2: what do you think of the president's approach to the war in iraq?
a) shouldn't have gone in the first place.
b) mission accomplished.
c) should be more sensitive to the needs of iraqis.
d) should be more agressive against terror.
e) good intentions, but complete failure to execute.
f) reasonable progress, and should continue.
in #1, cnn would report a favorable/unfavorable. however, that doesn't tell the whole story: almost as many people are as unhappy with bush in iraq because of a *lack* of agression as are because of too much.
this survey becomes more meaningful when taken by a populace that is independent, and not pro- or anti- bush. then again, those people are increasingly hard to find. politics is the new baseball, and anti-bush is the new iconoclast chic.
in short, read the surveys. information management becomes necessary in the quantum news age. as the saying goes, we're drowning in information, and still thirsty for knowledge.
.....The information I get is often late in coming! One of the faults of Blogger is that late posts on a subject can go unnoticed. The last one in this thread is genius, and I almost missed it!
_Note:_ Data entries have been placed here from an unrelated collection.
use chrono::{DateTime, Utc};
use sea_orm::{
    ActiveModelTrait, ColumnTrait, Condition, ConnectionTrait, DatabaseConnection, EntityTrait,
    IntoActiveModel, LoaderTrait, ModelTrait, QueryFilter, QueryOrder, Set, TransactionTrait,
};
use serde::{Deserialize, Serialize};
use validator::Validate;

use crate::{
    auth::Identity,
    common::{ApiError, ApiResult},
    entity::{
        part, review, shop,
        user::{self, Role},
    },
    geo::{self, GeoJsonPoint, GeoPoint},
    service::non_blank,
};

#[derive(Debug, Clone, Serialize)]
pub struct VendorSummary {
    pub id: i32,
    pub name: String,
    pub email: String,
}

impl From<&user::Model> for VendorSummary {
    fn from(user: &user::Model) -> Self {
        VendorSummary {
            id: user.id,
            name: user.name.clone(),
            email: user.email.clone(),
        }
    }
}

#[derive(Debug, Clone, Serialize)]
#[serde(rename_all = "camelCase")]
pub struct ShopView {
    pub id: i32,
    pub name: String,
    pub address: Option<String>,
    pub phone: Option<String>,
    pub website: Option<String>,
    pub vendor_id: i32,
    pub vendor: Option<VendorSummary>,
    pub location: GeoJsonPoint,
    /// False while the shop still sits on the unset placeholder point.
    pub location_set: bool,
    #[serde(skip_serializing_if = "Option::is_none")]
    pub distance_km: Option<f64>,
    pub created_at: DateTime<Utc>,
    pub updated_at: DateTime<Utc>,
}

impl ShopView {
    fn new(shop: shop::Model, vendor: Option<&user::Model>, center: Option<GeoPoint>) -> Self {
        let location = shop.location();
        let distance_km = center
            .zip(location.known())
            .map(|(center, point)| geo::haversine_km(center, point));

        ShopView {
            id: shop.id,
            name: shop.name,
            address: shop.address,
            phone: shop.phone,
            website: shop.website,
            vendor_id: shop.vendor_id,
            vendor: vendor.map(VendorSummary::from),
            location: location.into(),
            location_set: !location.is_unset(),
            distance_km,
            created_at: shop.created_at,
            updated_at: shop.updated_at,
        }
    }
}

/// `lat`, `lng` and `radius` (km) together narrow the listing; any missing one lists all shops.
#[derive(Debug, Clone, Default, Deserialize, Validate)]
pub struct ShopQuery {
    #[serde(default, deserialize_with = "crate::serde::deserialize_optional_number")]
    pub lat: Option<f64>,
    #[serde(default, deserialize_with = "crate::serde::deserialize_optional_number")]
    pub lng: Option<f64>,
    #[serde(default, deserialize_with = "crate::serde::deserialize_optional_number")]
    #[validate(range(min = 0.0, message = "radius must not be negative"))]
    pub radius: Option<f64>,
}

impl ShopQuery {
    pub fn center(&self) -> Option<GeoPoint> {
        self.lat.zip(self.lng).map(|(lat, lng)| GeoPoint::new(lat, lng))
    }
}

#[derive(Debug, Clone, Default, Deserialize, Validate)]
#[serde(rename_all = "camelCase", deny_unknown_fields)]
pub struct NewShop {
    #[validate(length(min = 1, message = "Shop name is required"))]
    pub name: String,
    pub address: Option<String>,
    pub phone: Option<String>,
    pub website: Option<String>,
    #[serde(default, deserialize_with = "crate::serde::deserialize_optional_number")]
    pub latitude: Option<f64>,
    #[serde(default, deserialize_with = "crate::serde::deserialize_optional_number")]
    pub longitude: Option<f64>,
    /// Administrators create shops on behalf of a vendor.
    #[serde(default, deserialize_with = "crate::serde::deserialize_optional_number")]
    pub vendor_id: Option<i32>,
}

/// Partial update: only the fields present are written.
#[derive(Debug, Clone, Default, Deserialize, Validate)]
#[serde(rename_all = "camelCase", deny_unknown_fields)]
pub struct ShopUpdate {
    /// Target shop for administrators using `PUT /shops/me`.
    #[serde(default, deserialize_with = "crate::serde::deserialize_optional_number")]
    pub id: Option<i32>,
    pub name: Option<String>,
    pub address: Option<String>,
    pub phone: Option<String>,
    pub website: Option<String>,
    #[serde(default, deserialize_with = "crate::serde::deserialize_optional_number")]
    pub latitude: Option<f64>,
    #[serde(default, deserialize_with = "crate::serde::deserialize_optional_number")]
    pub longitude: Option<f64>,
}

/// Both coordinates or neither.
fn coordinates(latitude: Option<f64>, longitude: Option<f64>) -> ApiResult<Option<GeoPoint>> {
    match (latitude, longitude) {
        (None, None) => Ok(None),
        (Some(lat), Some(lng)) => {
            let point = GeoPoint::new(lat, lng);
            if point.is_valid() {
                Ok(Some(point))
            } else {
                Err(ApiError::validation("Coordinates are out of range"))
            }
        }
        _ => Err(ApiError::validation(
            "Latitude and longitude must be provided together",
        )),
    }
}

pub async fn find_by_vendor<C: ConnectionTrait>(
    conn: &C,
    vendor_id: i32,
) -> ApiResult<Option<shop::Model>> {
    Ok(shop::Entity::find()
        .filter(shop::Column::VendorId.eq(vendor_id))
        .order_by_asc(shop::Column::Id)
        .one(conn)
        .await?)
}

pub async fn find_by_id<C: ConnectionTrait>(conn: &C, id: i32) -> ApiResult<shop::Model> {
    shop::Entity::find_by_id(id)
        .one(conn)
        .await?
        .ok_or_else(|| ApiError::not_found("Shop"))
}

/// Shop for a freshly provisioned vendor, placed on the unset point.
pub async fn provision_shop<C: ConnectionTrait>(
    conn: &C,
    vendor_id: i32,
    name: &str,
    phone: Option<String>,
) -> ApiResult<shop::Model> {
    let now = Utc::now();

    Ok(shop::ActiveModel {
        name: Set(name.to_string()),
        address: Set(None),
        phone: Set(phone),
        website: Set(None),
        vendor_id: Set(vendor_id),
        longitude: Set(GeoPoint::UNSET.lng),
        latitude: Set(GeoPoint::UNSET.lat),
        created_at: Set(now),
        updated_at: Set(now),
        ..Default::default()
    }
    .insert(conn)
    .await?)
}

async fn view(db: &DatabaseConnection, shop: shop::Model) -> ApiResult<ShopView> {
    let vendor = shop.find_related(user::Entity).one(db).await?;
    Ok(ShopView::new(shop, vendor.as_ref(), None))
}

/// All shops, or those inside a spherical cap of `radius` km around (`lat`, `lng`).
pub async fn list_shops(db: &DatabaseConnection, query: &ShopQuery) -> ApiResult<Vec<ShopView>> {
    let center = query.center();
    if center.is_some_and(|c| !c.is_valid()) {
        return Err(ApiError::validation("Coordinates are out of range"));
    }
    let cap = center.zip(query.radius);

    let mut select = shop::Entity::find().order_by_asc(shop::Column::Id);

    if let Some((center, radius)) = cap {
        let (south, north) = geo::latitude_band(center, radius);
        select = select
            .filter(shop::Column::Latitude.between(south, north))
            .filter(
                Condition::any()
                    .add(shop::Column::Latitude.ne(0.0))
                    .add(shop::Column::Longitude.ne(0.0)),
            );
    }

    let shops: Vec<shop::Model> = select
        .all(db)
        .await?
        .into_iter()
        .filter(|shop| match cap {
            Some((center, radius)) => geo::within_radius(center, radius, shop.location()),
            None => true,
        })
        .collect();

    let vendors = shops.load_one(user::Entity, db).await?;

    Ok(shops
        .into_iter()
        .zip(vendors)
        .map(|(shop, vendor)| ShopView::new(shop, vendor.as_ref(), center))
        .collect())
}

pub async fn get_shop(db: &DatabaseConnection, id: i32) -> ApiResult<ShopView> {
    let shop = find_by_id(db, id).await?;
    view(db, shop).await
}

/// Vendors get their own shop; administrators name the shop they mean.
async fn resolve_my_shop(
    db: &DatabaseConnection,
    actor: &Identity,
    shop_id: Option<i32>,
) -> ApiResult<shop::Model> {
    actor.require_vendor_or_admin()?;

    if actor.is_admin() {
        let id = shop_id
            .ok_or_else(|| ApiError::validation("Shop id is required for administrators"))?;
        return find_by_id(db, id).await;
    }

    find_by_vendor(db, actor.id)
        .await?
        .ok_or_else(|| ApiError::not_found("Shop"))
}

pub async fn get_my_shop(
    db: &DatabaseConnection,
    actor: &Identity,
    shop_id: Option<i32>,
) -> ApiResult<ShopView> {
    let shop = resolve_my_shop(db, actor, shop_id).await?;
    view(db, shop).await
}

async fn apply_update(
    db: &DatabaseConnection,
    shop: shop::Model,
    update: ShopUpdate,
) -> ApiResult<shop::Model> {
    let location = coordinates(update.latitude, update.longitude)?;

    let mut active = shop.into_active_model();
    if let Some(name) = update.name {
        let name = name.trim();
        if name.is_empty() {
            return Err(ApiError::validation("Shop name cannot be empty"));
        }
        active.name = Set(name.to_string());
    }
    if update.address.is_some() {
        active.address = Set(non_blank(update.address));
    }
    if update.phone.is_some() {
        active.phone = Set(non_blank(update.phone));
    }
    if update.website.is_some() {
        active.website = Set(non_blank(update.website));
    }
    if let Some(point) = location {
        active.longitude = Set(point.lng);
        active.latitude = Set(point.lat);
    }
    active.updated_at = Set(Utc::now());

    Ok(active.update(db).await?)
}

pub async fn update_my_shop(
    db: &DatabaseConnection,
    actor: &Identity,
    update: ShopUpdate,
) -> ApiResult<ShopView> {
    let shop = resolve_my_shop(db, actor, update.id).await?;
    let shop = apply_update(db, shop, update).await?;

    tracing::info!(shop = shop.id, user = actor.id, "shop updated");

    view(db, shop).await
}

pub async fn update_shop(
    db: &DatabaseConnection,
    actor: &Identity,
    id: i32,
    update: ShopUpdate,
) -> ApiResult<ShopView> {
    let shop = find_by_id(db, id).await?;
    actor.require_owner_or_admin(shop.vendor_id)?;

    let shop = apply_update(db, shop, update).await?;

    tracing::info!(shop = shop.id, user = actor.id, "shop updated");

    view(db, shop).await
}

/// One shop per vendor. Vendors open their own; administrators open one for a vendor.
pub async fn create_shop(
    db: &DatabaseConnection,
    actor: &Identity,
    input: NewShop,
) -> ApiResult<ShopView> {
    actor.require_vendor_or_admin()?;

    let location = coordinates(input.latitude, input.longitude)?
        .ok_or_else(|| ApiError::validation("Missing coordinates"))?;

    let vendor_id = if actor.is_admin() {
        let vendor_id = input
            .vendor_id
            .ok_or_else(|| ApiError::validation("vendorId is required for administrators"))?;
        let vendor = user::Entity::find_by_id(vendor_id).one(db).await?;
        if !matches!(vendor, Some(ref v) if v.role == Role::Vendor) {
            return Err(ApiError::validation("vendorId must reference a vendor"));
        }
        vendor_id
    } else {
        actor.id
    };

    if find_by_vendor(db, vendor_id).await?.is_some() {
        return Err(ApiError::Conflict(
            "Shop already exists for this vendor".to_string(),
        ));
    }

    let now = Utc::now();
    let shop = shop::ActiveModel {
        name: Set(input.name.trim().to_string()),
        address: Set(non_blank(input.address)),
        phone: Set(non_blank(input.phone)),
        website: Set(non_blank(input.website)),
        vendor_id: Set(vendor_id),
        longitude: Set(location.lng),
        latitude: Set(location.lat),
        created_at: Set(now),
        updated_at: Set(now),
        ..Default::default()
    }
    .insert(db)
    .await?;

    tracing::info!(shop = shop.id, vendor = vendor_id, "shop created");

    view(db, shop).await
}

/// Removes the shop with its parts and their reviews.
pub async fn delete_shop(db: &DatabaseConnection, actor: &Identity, id: i32) -> ApiResult<()> {
    let shop = find_by_id(db, id).await?;
    actor.require_owner_or_admin(shop.vendor_id)?;

    let txn = db.begin().await?;

    let part_ids: Vec<i32> = part::Entity::find()
        .filter(part::Column::ShopId.eq(shop.id))
        .all(&txn)
        .await?
        .into_iter()
        .map(|p| p.id)
        .collect();

    if !part_ids.is_empty() {
        review::Entity::delete_many()
            .filter(review::Column::PartId.is_in(part_ids.clone()))
            .exec(&txn)
            .await?;
        part::Entity::delete_many()
            .filter(part::Column::Id.is_in(part_ids))
            .exec(&txn)
            .await?;
    }

    shop::Entity::delete_by_id(shop.id).exec(&txn).await?;

    txn.commit().await?;

    tracing::info!(shop = id, user = actor.id, "shop deleted");

    Ok(())
}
.....Let me place myself in two disparate camps! If we are to be involved in Asia, MORE AGRESSION might well be needed! Unfortunatly, it's not going to work. We should have never gone there to begin with. A few Tomahawk spankings were all that was needed. General MacArthur had it right about not being able to win a land war in Asia. And now we're strung out with TWO of them!
.....We can't keep illegal Mexicans out of the US. (Never mind that respected US companies hire said workers!) How can we keep Iraq's borders secure?
.....I had an interesting week on the Emerald Coast recently. We arrived in Ft. Walton during the aftermath of hurricane Rita, and a lot of the Florida sunshine and beachy things were shut down. Next to our building, a new luxury monster-condo complex was being built.
.....I had the opportunity to converse with the workers shoveling washed sand away, and working on the building. It seems that they were making about $4 an hour, with the stipulation that they could live in the shell of the building till it was finished. They were hired under the vague US laws involving "contract labor," and had no other benefits... And they were THRILLED! One particular fellow, "Jorge," was ecstatic that he was going to be able to pay for all of his children (in Guatemala) to go to elementary school on such wages....
.....What is an honest US citizen to do? Should I try to hunt through the phone book for the INS? And what will they want? My identity? And will they actually move against a company exploiting foreign workers rebuilding the tax base?
.....And more importantly, should I should I, as a decent human being, turn in a hard-working, good natured fellow trying to provide for his family? Difficult questions, these are, at least for me.